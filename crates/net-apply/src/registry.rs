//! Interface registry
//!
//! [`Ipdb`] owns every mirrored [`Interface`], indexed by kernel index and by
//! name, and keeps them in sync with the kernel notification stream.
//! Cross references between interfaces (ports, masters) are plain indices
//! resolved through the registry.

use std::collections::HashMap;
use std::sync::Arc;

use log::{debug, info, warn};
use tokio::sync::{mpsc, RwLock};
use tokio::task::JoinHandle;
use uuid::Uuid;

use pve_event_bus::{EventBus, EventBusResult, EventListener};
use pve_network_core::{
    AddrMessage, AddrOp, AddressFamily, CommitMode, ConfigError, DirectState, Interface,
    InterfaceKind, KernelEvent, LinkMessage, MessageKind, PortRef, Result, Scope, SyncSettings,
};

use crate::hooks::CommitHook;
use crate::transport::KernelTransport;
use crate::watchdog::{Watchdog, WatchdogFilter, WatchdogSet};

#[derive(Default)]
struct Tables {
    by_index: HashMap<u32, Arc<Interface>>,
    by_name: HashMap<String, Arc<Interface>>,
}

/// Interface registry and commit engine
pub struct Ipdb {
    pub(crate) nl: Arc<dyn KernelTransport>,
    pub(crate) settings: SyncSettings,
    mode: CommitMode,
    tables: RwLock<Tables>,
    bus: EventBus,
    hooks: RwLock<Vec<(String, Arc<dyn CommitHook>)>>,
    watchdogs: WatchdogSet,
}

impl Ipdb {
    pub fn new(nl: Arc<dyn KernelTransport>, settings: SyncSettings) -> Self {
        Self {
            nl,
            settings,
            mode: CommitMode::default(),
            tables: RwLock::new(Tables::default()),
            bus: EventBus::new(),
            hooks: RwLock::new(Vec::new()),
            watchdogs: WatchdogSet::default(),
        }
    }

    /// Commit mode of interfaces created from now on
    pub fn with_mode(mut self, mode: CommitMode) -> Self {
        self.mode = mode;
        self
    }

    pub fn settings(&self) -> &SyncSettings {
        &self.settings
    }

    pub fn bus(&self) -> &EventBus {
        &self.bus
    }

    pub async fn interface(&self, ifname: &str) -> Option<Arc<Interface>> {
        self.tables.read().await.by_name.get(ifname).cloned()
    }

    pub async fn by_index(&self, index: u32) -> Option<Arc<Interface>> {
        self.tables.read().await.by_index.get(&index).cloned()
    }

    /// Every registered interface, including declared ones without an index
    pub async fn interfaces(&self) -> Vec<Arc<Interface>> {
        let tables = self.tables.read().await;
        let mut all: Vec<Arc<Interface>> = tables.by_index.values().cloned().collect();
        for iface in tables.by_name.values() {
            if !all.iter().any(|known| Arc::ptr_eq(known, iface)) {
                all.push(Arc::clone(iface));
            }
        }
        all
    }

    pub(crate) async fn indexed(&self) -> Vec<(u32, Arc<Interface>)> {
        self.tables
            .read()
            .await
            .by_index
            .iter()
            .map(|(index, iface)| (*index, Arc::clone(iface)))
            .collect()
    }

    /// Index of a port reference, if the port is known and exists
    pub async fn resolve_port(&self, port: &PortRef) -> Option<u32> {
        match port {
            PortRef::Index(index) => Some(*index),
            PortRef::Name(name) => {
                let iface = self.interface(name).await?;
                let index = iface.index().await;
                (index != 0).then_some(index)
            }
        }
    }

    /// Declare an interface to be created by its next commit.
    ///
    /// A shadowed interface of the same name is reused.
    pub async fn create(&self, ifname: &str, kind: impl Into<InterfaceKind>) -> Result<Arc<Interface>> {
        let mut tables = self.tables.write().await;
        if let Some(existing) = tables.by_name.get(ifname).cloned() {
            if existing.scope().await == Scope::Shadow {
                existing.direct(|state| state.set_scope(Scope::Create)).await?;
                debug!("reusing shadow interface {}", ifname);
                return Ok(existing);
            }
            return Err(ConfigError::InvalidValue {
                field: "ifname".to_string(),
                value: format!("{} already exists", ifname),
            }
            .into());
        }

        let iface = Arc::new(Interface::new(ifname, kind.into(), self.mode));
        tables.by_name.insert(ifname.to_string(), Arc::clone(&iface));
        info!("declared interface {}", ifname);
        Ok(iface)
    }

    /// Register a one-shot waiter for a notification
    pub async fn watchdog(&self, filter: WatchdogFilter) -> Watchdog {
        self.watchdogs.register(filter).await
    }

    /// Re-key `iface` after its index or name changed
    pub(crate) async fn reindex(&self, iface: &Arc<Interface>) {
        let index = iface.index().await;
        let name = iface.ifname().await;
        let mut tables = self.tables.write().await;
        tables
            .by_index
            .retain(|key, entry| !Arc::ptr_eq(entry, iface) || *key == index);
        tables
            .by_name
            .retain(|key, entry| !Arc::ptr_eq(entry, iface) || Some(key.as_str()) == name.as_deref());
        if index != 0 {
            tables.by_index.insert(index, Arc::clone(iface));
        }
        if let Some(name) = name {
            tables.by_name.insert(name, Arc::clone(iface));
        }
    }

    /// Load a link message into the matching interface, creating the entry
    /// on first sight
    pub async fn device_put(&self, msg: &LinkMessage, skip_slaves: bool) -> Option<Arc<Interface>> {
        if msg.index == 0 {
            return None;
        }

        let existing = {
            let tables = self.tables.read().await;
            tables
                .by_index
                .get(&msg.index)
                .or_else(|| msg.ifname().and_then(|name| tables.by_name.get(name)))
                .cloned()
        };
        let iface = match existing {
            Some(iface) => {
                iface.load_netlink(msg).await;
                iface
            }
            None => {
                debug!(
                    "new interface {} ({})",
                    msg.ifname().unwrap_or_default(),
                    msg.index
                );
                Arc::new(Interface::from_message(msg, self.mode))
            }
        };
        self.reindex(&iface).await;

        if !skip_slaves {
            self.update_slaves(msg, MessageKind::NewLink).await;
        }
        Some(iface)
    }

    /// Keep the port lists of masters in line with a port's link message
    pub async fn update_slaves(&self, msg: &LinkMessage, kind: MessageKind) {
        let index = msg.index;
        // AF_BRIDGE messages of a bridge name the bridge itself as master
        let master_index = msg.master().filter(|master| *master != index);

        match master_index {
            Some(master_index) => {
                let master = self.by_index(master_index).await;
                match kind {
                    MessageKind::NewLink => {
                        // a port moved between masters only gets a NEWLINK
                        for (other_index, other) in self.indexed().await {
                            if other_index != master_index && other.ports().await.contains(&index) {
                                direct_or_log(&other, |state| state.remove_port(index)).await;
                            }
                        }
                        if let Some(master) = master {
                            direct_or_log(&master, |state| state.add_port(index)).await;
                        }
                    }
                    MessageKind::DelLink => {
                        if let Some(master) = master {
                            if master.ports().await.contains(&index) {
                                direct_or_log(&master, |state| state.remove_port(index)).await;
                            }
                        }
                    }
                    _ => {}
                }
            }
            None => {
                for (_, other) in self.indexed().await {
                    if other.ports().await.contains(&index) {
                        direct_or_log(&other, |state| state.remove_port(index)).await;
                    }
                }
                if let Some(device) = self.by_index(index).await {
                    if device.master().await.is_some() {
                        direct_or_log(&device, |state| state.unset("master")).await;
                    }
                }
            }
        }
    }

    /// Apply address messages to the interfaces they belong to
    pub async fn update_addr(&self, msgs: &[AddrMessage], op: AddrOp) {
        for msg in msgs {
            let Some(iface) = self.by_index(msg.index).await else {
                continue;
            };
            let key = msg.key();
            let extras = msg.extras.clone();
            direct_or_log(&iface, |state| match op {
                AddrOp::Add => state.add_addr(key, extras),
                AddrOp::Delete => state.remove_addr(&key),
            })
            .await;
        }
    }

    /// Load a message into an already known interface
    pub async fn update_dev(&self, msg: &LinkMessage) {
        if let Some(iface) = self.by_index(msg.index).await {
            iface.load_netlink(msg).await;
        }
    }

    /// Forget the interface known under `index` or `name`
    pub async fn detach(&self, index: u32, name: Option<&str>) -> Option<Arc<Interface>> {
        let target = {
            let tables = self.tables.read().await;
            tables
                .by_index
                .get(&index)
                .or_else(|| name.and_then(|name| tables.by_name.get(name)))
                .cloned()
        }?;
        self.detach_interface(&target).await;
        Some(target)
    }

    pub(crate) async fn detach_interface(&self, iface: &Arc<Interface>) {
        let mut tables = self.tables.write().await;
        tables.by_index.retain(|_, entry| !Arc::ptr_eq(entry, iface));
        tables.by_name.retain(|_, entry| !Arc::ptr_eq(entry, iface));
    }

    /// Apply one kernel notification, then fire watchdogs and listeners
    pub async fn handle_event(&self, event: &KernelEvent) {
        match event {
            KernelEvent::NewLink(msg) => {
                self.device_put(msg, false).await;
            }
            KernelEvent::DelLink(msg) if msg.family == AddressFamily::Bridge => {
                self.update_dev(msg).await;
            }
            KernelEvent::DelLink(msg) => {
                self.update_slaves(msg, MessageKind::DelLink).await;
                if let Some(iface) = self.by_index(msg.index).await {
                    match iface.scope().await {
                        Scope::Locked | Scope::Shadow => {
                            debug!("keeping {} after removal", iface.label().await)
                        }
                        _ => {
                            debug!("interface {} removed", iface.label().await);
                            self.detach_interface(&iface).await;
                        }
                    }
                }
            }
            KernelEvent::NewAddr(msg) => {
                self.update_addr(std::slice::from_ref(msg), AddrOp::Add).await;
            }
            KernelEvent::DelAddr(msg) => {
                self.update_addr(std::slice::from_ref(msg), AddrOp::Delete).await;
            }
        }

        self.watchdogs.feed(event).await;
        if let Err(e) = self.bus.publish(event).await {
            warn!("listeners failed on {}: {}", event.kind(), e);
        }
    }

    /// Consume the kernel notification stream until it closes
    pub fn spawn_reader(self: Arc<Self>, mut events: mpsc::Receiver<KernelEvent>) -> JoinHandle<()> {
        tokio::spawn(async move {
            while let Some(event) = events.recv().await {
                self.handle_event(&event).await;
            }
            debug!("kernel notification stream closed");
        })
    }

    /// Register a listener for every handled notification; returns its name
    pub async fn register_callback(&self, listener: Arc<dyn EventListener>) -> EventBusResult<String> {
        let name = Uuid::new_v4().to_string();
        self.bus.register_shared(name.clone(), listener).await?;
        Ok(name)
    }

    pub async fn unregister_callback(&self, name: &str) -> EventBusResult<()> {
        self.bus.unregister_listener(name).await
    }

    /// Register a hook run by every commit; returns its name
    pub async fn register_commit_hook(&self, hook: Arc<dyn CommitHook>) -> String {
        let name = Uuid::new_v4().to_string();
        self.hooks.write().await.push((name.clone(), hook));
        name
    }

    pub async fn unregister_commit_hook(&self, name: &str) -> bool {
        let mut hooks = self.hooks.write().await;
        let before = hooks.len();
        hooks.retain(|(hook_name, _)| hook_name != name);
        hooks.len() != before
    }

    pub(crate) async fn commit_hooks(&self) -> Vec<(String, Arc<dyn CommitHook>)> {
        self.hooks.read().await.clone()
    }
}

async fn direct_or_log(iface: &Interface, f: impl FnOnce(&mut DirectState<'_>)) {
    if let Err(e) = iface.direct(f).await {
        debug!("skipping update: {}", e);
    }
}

Work required: If a line of the listing contains "Option", count it; state the final number and nothing more.

Task result: 5